-- PROVIDED MATERIAL follows --

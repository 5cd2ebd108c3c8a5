//! Normalized solve results and the solver trait.

use crate::formulation::FlowModel;
use std::collections::BTreeMap;
use std::fmt;
use std::time::Duration;

/// Engine-independent outcome of a solve.
#[derive(Debug, Clone, Copy, PartialEq, Eq, Hash)]
#[cfg_attr(feature = "serde", derive(serde::Serialize, serde::Deserialize))]
pub enum SolveStatus {
    Optimal,
    Feasible,
    Infeasible,
    Unbounded,
    Error,
}

impl SolveStatus {
    pub fn as_str(&self) -> &'static str {
        match self {
            Self::Optimal => "OPTIMAL",
            Self::Feasible => "FEASIBLE",
            Self::Infeasible => "INFEASIBLE",
            Self::Unbounded => "UNBOUNDED",
            Self::Error => "ERROR",
        }
    }

    /// Whether a solution (proven or not) is available.
    pub fn is_solved(&self) -> bool {
        matches!(self, Self::Optimal | Self::Feasible)
    }
}

impl fmt::Display for SolveStatus {
    fn fmt(&self, f: &mut fmt::Formatter<'_>) -> fmt::Result {
        f.write_str(self.as_str())
    }
}

/// A single engine counter or note.
#[derive(Debug, Clone, PartialEq, Eq)]
#[cfg_attr(feature = "serde", derive(serde::Serialize, serde::Deserialize))]
#[cfg_attr(feature = "serde", serde(untagged))]
pub enum Diagnostic {
    Count(u64),
    Text(String),
}

impl fmt::Display for Diagnostic {
    fn fmt(&self, f: &mut fmt::Formatter<'_>) -> fmt::Result {
        match self {
            Self::Count(n) => write!(f, "{n}"),
            Self::Text(s) => f.write_str(s),
        }
    }
}

impl From<u64> for Diagnostic {
    fn from(n: u64) -> Self {
        Self::Count(n)
    }
}

impl From<&str> for Diagnostic {
    fn from(s: &str) -> Self {
        Self::Text(s.to_string())
    }
}

/// Engine counters keyed by name, in sorted order.
pub type Diagnostics = BTreeMap<String, Diagnostic>;

/// Normalized result of one solve.
#[derive(Debug, Clone, PartialEq)]
#[cfg_attr(feature = "serde", derive(serde::Serialize, serde::Deserialize))]
pub struct SolveResult {
    pub status: SolveStatus,
    /// Objective of the best solution, if one exists.
    pub objective: Option<f64>,
    /// Wall-clock time including model translation.
    pub elapsed_seconds: f64,
    pub diagnostics: Diagnostics,
}

impl SolveResult {
    pub fn new(status: SolveStatus, objective: Option<f64>, elapsed: Duration) -> Self {
        Self {
            status,
            objective,
            elapsed_seconds: elapsed.as_secs_f64(),
            diagnostics: Diagnostics::new(),
        }
    }

    /// Adds a diagnostic entry.
    pub fn with_diagnostic(mut self, key: &str, value: impl Into<Diagnostic>) -> Self {
        self.diagnostics.insert(key.to_string(), value.into());
        self
    }

    /// Numeric diagnostic by key.
    pub fn count(&self, key: &str) -> Option<u64> {
        match self.diagnostics.get(key) {
            Some(Diagnostic::Count(n)) => Some(*n),
            _ => None,
        }
    }
}

/// Faults inside an engine. Ordinary outcomes (including timeouts and
/// missing engines) are reported through [`SolveStatus`] instead.
#[derive(Debug, Clone, PartialEq, thiserror::Error)]
pub enum SolveError {
    #[error("{engine} engine fault: {message}")]
    EngineFault { engine: String, message: String },
}

/// A solver that accepts the shared flow model.
pub trait FlowSolver {
    /// Short engine name used in logs and reports.
    fn name(&self) -> &str;

    /// Solves `model` within `timeout`.
    fn solve(&self, model: &FlowModel, timeout: Duration) -> Result<SolveResult, SolveError>;
}

/// Milliseconds in `timeout`, saturating.
pub(crate) fn timeout_ms(timeout: Duration) -> u64 {
    u64::try_from(timeout.as_millis()).unwrap_or(u64::MAX)
}

#[cfg(test)]
mod tests {
    use super::*;

    #[test]
    fn test_status_display() {
        assert_eq!(SolveStatus::Optimal.to_string(), "OPTIMAL");
        assert_eq!(SolveStatus::Error.to_string(), "ERROR");
        assert!(SolveStatus::Feasible.is_solved());
        assert!(!SolveStatus::Infeasible.is_solved());
    }

    #[test]
    fn test_diagnostics() {
        let result = SolveResult::new(SolveStatus::Optimal, Some(3.0), Duration::from_millis(1500))
            .with_diagnostic("nodes", 12u64)
            .with_diagnostic("native_status", "optimal");

        assert_eq!(result.count("nodes"), Some(12));
        assert_eq!(result.count("native_status"), None);
        assert!((result.elapsed_seconds - 1.5).abs() < 1e-9);
        assert_eq!(result.diagnostics["native_status"].to_string(), "optimal");
    }

    #[test]
    fn test_timeout_ms_saturates() {
        assert_eq!(timeout_ms(Duration::from_secs(2)), 2000);
        assert_eq!(timeout_ms(Duration::MAX), u64::MAX);
    }
}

-- PROVIDED MATERIAL concluded --

Reproduce exactly, with nothing added, the lines from the one that contains "use super::*;" to the end of the data.

    use super::*;

    #[test]
    fn test_status_display() {
        assert_eq!(SolveStatus::Optimal.to_string(), "OPTIMAL");
        assert_eq!(SolveStatus::Error.to_string(), "ERROR");
        assert!(SolveStatus::Feasible.is_solved());
        assert!(!SolveStatus::Infeasible.is_solved());
    }

    #[test]
    fn test_diagnostics() {
        let result = SolveResult::new(SolveStatus::Optimal, Some(3.0), Duration::from_millis(1500))
            .with_diagnostic("nodes", 12u64)
            .with_diagnostic("native_status", "optimal");

        assert_eq!(result.count("nodes"), Some(12));
        assert_eq!(result.count("native_status"), None);
        assert!((result.elapsed_seconds - 1.5).abs() < 1e-9);
        assert_eq!(result.diagnostics["native_status"].to_string(), "optimal");
    }

    #[test]
    fn test_timeout_ms_saturates() {
        assert_eq!(timeout_ms(Duration::from_secs(2)), 2000);
        assert_eq!(timeout_ms(Duration::MAX), u64::MAX);
    }
}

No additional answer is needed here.